During the meal service, I had been watching Life of Pi, but after I finished I turned off the movie halfway through and went to the bathroom to brush my teeth and prepare for bed even though it was only 8 PM. (I was exhausted after a week of nightlife in Buenos Aires and an early start to my last day.)

When I got back from the bathroom, the “turndown service” was in progress, which consisted of taking the mattress pad and duvet out of the overhead bin and explaining it to the passengers. “This is the back; this is the front.” Actually making the bed was not offered.

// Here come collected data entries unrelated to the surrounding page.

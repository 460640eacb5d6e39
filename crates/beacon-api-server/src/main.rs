use anyhow::Result;
use std::net::SocketAddr;
use std::sync::Arc;
use tracing::info;

use beacon_api_server::config::Settings;
use beacon_api_server::handlers;
use beacon_api_server::services::{ConversationOrchestrator, OllamaClient};

#[tokio::main]
async fn main() -> Result<()> {
    // Initialize logging
    tracing_subscriber::fmt()
        .with_env_filter(
            std::env::var("RUST_LOG")
                .unwrap_or_else(|_| "info,beacon_api_server=debug".to_string()),
        )
        .with_target(true)
        .init();

    info!("🚀 Starting Beacon API Server...");

    // Load configuration
    let settings = Settings::load()?;
    info!("✅ Configuration loaded (model: {})", settings.llm.model);

    // Initialize services
    let generation_client = Arc::new(OllamaClient::new(settings.llm.clone()));

    let orchestrator = Arc::new(ConversationOrchestrator::new(
        generation_client,
        settings.prompts.system_prompt.clone(),
        &settings.chat,
    ));

    // Periodic sweep of expired sessions (expiry is otherwise lazy)
    let sweeper = orchestrator.clone();
    tokio::spawn(async move {
        let mut interval = tokio::time::interval(std::time::Duration::from_secs(600));
        loop {
            interval.tick().await;
            sweeper.cleanup_expired_sessions();
        }
    });

    // Build router
    let app = handlers::router(orchestrator);

    // Server address
    let addr = SocketAddr::from((
        settings.server.host.parse::<std::net::IpAddr>()?,
        settings.server.port,
    ));

    info!("🎯 Server listening on {}", addr);

    // Start server
    let listener = tokio::net::TcpListener::bind(addr).await?;
    axum::serve(listener, app).await?;

    Ok(())
}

I flattened my seat into a bed. I had read online that the bed should be 180 degrees fully flat, but it most assuredly is not.

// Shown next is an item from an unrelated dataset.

mod settings;

pub use settings::{ChatConfig, LlmConfig, PromptsConfig, ServerConfig, Settings};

As you can see the bed is slight angled with respect to the floor. The head of the bed is higher than the foot rest, which is the most angled part of the bed. As you can imagine, this was not a particularly comfortable bed.

The good news is that I was so exhausted that I immediately fell asleep for five hours and fifteen minutes, waking just before the breakfast service started.

This may be the poker player in me complaining, but just because I slept soundly for over five hours does not mean the bed was OK. The bed was uncomfortable and only because of my exhaustion did I sleep so well. The bed has a bad expected value of sleep even though the outcome of measured sleep wsa very good. But we should be outcome independent and note that the bed is subpar. (To bring it back to the poker reference, getting all in with 97 against AA is really bad even if you win the hand.)

The bed is the most important part of a premium cabin for me. I want to arrive at my destination rested and ready to hit the ground. South African’s bed is not ideal for that. I prefer United‘s, British Airways‘, and any other fully flat bed.

I woke up at 6:35 AM South Africa time, just over two hours before arrival and right before the morning service began. Another refreshing hot towel was offered, followed by a juice tray.

I rebooted Life of Pi to watch the ending as the cabin lights were turned on and the sun rose.

Breakfast began with fruit, cereal, and that delightful liquid yogurt everyone else in the world loves, and we call Go-Gurt.

Another bread basket was also brought around, and I selected a croissant.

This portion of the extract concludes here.